One of the UK’s most comprehensive providers of workholding, manufacturing ancillary systems and business efficiency services, Leader Chuck International has just released details of its First Tuesday Webinar (FTW). The scheduled monthly webinar is designed to provide answers to the most common workholding questions often asked of the experienced team at Leader.
“There is no doubt that there is a thirst for fixturing knowledge within the manufacturing sector,” says Managing Director, Mark Jones. “From simplistic vice set-ups to semi-automated jigs and fixtures, and further on to complex fully automated clamping device changeovers recently demonstrated at EMO, workholding can dramatically improve productivity and efficiency.”
It is not just these workshop performance figures that can be improved with the right workholding application. The consistency of the geometric tolerances achieved, along with the ability to repeatably produce components to the specification required, goes hand-in-hand with an improved surface finish and increased tool life.
There’s often more than one way to apply workholding, and the Leader Chuck FTWs will be developed to consider the different options available, alongside the benefits and considerations for each.
Kicking-off on 7 November 2023, the initial First Tuesday Webinar will ask the question Why Workholding Matters? Concentrating on prismatic clamping, the inaugural program will provide an overview of workholding, highlighting why it matters to the overall manufacturing process. This will be followed by the key challenges faced by the workholding system with examples of how it is possible to address each of these.

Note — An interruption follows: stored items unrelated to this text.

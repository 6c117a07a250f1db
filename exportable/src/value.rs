//! Live field values and conversions from/to Rust field types.

use crate::Exportable;
use serde::Serialize;
use serde::de::DeserializeOwned;
use serde_json::Value;
use std::any::Any;
use std::collections::{BTreeMap, HashMap};

/// A field value as the engine sees it.
///
/// Plain values are primitives, null, or untyped JSON structures. Instances
/// carry the export capability. Sequences and mappings hold either.
#[derive(Debug, Clone)]
pub enum FieldValue {
    Plain(Value),
    Instance(Box<dyn Exportable>),
    Sequence(Vec<FieldValue>),
    Mapping(BTreeMap<String, FieldValue>),
}

impl FieldValue {
    /// The null value.
    pub const NULL: FieldValue = FieldValue::Plain(Value::Null);

    /// Wraps an exportable instance.
    pub fn instance<T>(value: T) -> Self
    where
        T: Exportable,
    {
        Self::Instance(Box::new(value))
    }

    pub fn is_null(&self) -> bool {
        matches!(self, Self::Plain(Value::Null))
    }

    /// Borrows the instance, if this is one.
    pub fn as_instance(&self) -> Option<&dyn Exportable> {
        match self {
            Self::Instance(inner) => Some(inner.as_ref()),
            _ => None,
        }
    }

    /// Takes the instance out if it is a `T`.
    pub fn into_instance<T>(self) -> Option<T>
    where
        T: Exportable,
    {
        match self {
            Self::Instance(inner) => {
                let any: Box<dyn Any> = inner;
                any.downcast::<T>().ok().map(|boxed| *boxed)
            }
            _ => None,
        }
    }

    /// Converts into `T` and stores it in `slot`. On a shape mismatch the slot
    /// is left alone and false is returned.
    pub fn assign_to<T: FromField>(self, slot: &mut T) -> bool {
        match T::from_field(self) {
            Some(value) => {
                *slot = value;
                true
            }
            None => false,
        }
    }

    /// Flattens into a plain data tree, exporting every instance.
    pub fn into_plain(self) -> Value {
        crate::export::export_field(self)
    }
}

impl Default for FieldValue {
    fn default() -> Self {
        Self::NULL
    }
}

impl From<Value> for FieldValue {
    fn from(value: Value) -> Self {
        Self::Plain(value)
    }
}

impl From<Box<dyn Exportable>> for FieldValue {
    fn from(value: Box<dyn Exportable>) -> Self {
        Self::Instance(value)
    }
}

/// Conversion of a Rust field into a [`FieldValue`] snapshot.
pub trait ToField {
    fn to_field(&self) -> FieldValue;
}

/// Conversion of an imported [`FieldValue`] back into a Rust field.
///
/// Returns `None` when the value does not have the expected shape.
pub trait FromField: Sized {
    fn from_field(value: FieldValue) -> Option<Self>;
}

fn plain_to_field<T: Serialize>(value: &T) -> FieldValue {
    // Values with no JSON form (non-finite floats) degrade to null.
    FieldValue::Plain(serde_json::to_value(value).unwrap_or(Value::Null))
}

fn plain_from_field<T: DeserializeOwned>(value: FieldValue) -> Option<T> {
    match value {
        FieldValue::Plain(v) => serde_json::from_value(v).ok(),
        _ => None,
    }
}

macro_rules! plain_field {
    ($($ty:ty),+ $(,)?) => {$(
        impl ToField for $ty {
            fn to_field(&self) -> FieldValue {
                plain_to_field(self)
            }
        }

        impl FromField for $ty {
            fn from_field(value: FieldValue) -> Option<Self> {
                plain_from_field(value)
            }
        }
    )+};
}

plain_field!(
    String, bool, i8, i16, i32, i64, isize, u8, u16, u32, u64, usize, f32, f64,
);

impl ToField for str {
    fn to_field(&self) -> FieldValue {
        FieldValue::Plain(Value::String(self.to_owned()))
    }
}

impl ToField for Value {
    fn to_field(&self) -> FieldValue {
        FieldValue::Plain(self.clone())
    }
}

impl FromField for Value {
    fn from_field(value: FieldValue) -> Option<Self> {
        Some(value.into_plain())
    }
}

impl ToField for FieldValue {
    fn to_field(&self) -> FieldValue {
        self.clone()
    }
}

impl FromField for FieldValue {
    fn from_field(value: FieldValue) -> Option<Self> {
        Some(value)
    }
}

impl ToField for Box<dyn Exportable> {
    fn to_field(&self) -> FieldValue {
        FieldValue::Instance(self.clone())
    }
}

impl FromField for Box<dyn Exportable> {
    fn from_field(value: FieldValue) -> Option<Self> {
        match value {
            FieldValue::Instance(inner) => Some(inner),
            _ => None,
        }
    }
}

impl<T: ToField> ToField for Option<T> {
    fn to_field(&self) -> FieldValue {
        match self {
            Some(inner) => inner.to_field(),
            None => FieldValue::NULL,
        }
    }
}

impl<T: FromField> FromField for Option<T> {
    fn from_field(value: FieldValue) -> Option<Self> {
        if value.is_null() {
            return Some(None);
        }
        T::from_field(value).map(Some)
    }
}

impl<T: ToField> ToField for Vec<T> {
    fn to_field(&self) -> FieldValue {
        FieldValue::Sequence(self.iter().map(ToField::to_field).collect())
    }
}

impl<T: FromField> FromField for Vec<T> {
    fn from_field(value: FieldValue) -> Option<Self> {
        match value {
            FieldValue::Sequence(items) => items.into_iter().map(T::from_field).collect(),
            FieldValue::Plain(Value::Array(items)) => items
                .into_iter()
                .map(|item| T::from_field(FieldValue::Plain(item)))
                .collect(),
            _ => None,
        }
    }
}

impl<T: ToField> ToField for BTreeMap<String, T> {
    fn to_field(&self) -> FieldValue {
        FieldValue::Mapping(self.iter().map(|(k, v)| (k.clone(), v.to_field())).collect())
    }
}

impl<T: FromField> FromField for BTreeMap<String, T> {
    fn from_field(value: FieldValue) -> Option<Self> {
        mapping_entries(value)?
            .into_iter()
            .map(|(k, v)| T::from_field(v).map(|v| (k, v)))
            .collect()
    }
}

impl<T: ToField> ToField for HashMap<String, T> {
    fn to_field(&self) -> FieldValue {
        FieldValue::Mapping(self.iter().map(|(k, v)| (k.clone(), v.to_field())).collect())
    }
}

impl<T: FromField> FromField for HashMap<String, T> {
    fn from_field(value: FieldValue) -> Option<Self> {
        mapping_entries(value)?
            .into_iter()
            .map(|(k, v)| T::from_field(v).map(|v| (k, v)))
            .collect()
    }
}

/// Entries of a mapping-shaped value, or `None` for any other shape.
fn mapping_entries(value: FieldValue) -> Option<Vec<(String, FieldValue)>> {
    match value {
        FieldValue::Mapping(entries) => Some(entries.into_iter().collect()),
        FieldValue::Plain(Value::Object(entries)) => Some(
            entries
                .into_iter()
                .map(|(k, v)| (k, FieldValue::Plain(v)))
                .collect(),
        ),
        _ => None,
    }
}

/// Implements [`ToField`] and [`FromField`] for exportable types, so they can
/// be used directly, or inside `Option`, `Vec` and maps, as struct fields.
///
/// ```ignore
/// exportable_fields!(Person, Furniture);
/// ```
#[macro_export]
macro_rules! exportable_fields {
    ($($ty:ty),+ $(,)?) => {$(
        impl $crate::ToField for $ty {
            fn to_field(&self) -> $crate::FieldValue {
                $crate::FieldValue::instance(::std::clone::Clone::clone(self))
            }
        }

        impl $crate::FromField for $ty {
            fn from_field(value: $crate::FieldValue) -> ::std::option::Option<Self> {
                value.into_instance::<$ty>()
            }
        }
    )+};
}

The presentation ‘Listen | Participate | Learn’ will follow an outlined agenda to ensure all the relevant points are covered in a timely fashion, the final part of the webinar will be a Q&A session where attendees can ask for advice on existing specific workholding problems or seek help to tackle any challenges that they may be facing in the workshop currently or in the near future. Mark Jones concludes: “We appreciate that workholding is a vast subject area, and we are keen to cover all facets in due course. There is a planned schedule of related subjects going forward, but we would welcome any specific topics of interest from those facing the challenges of securely holding raw materials or components.”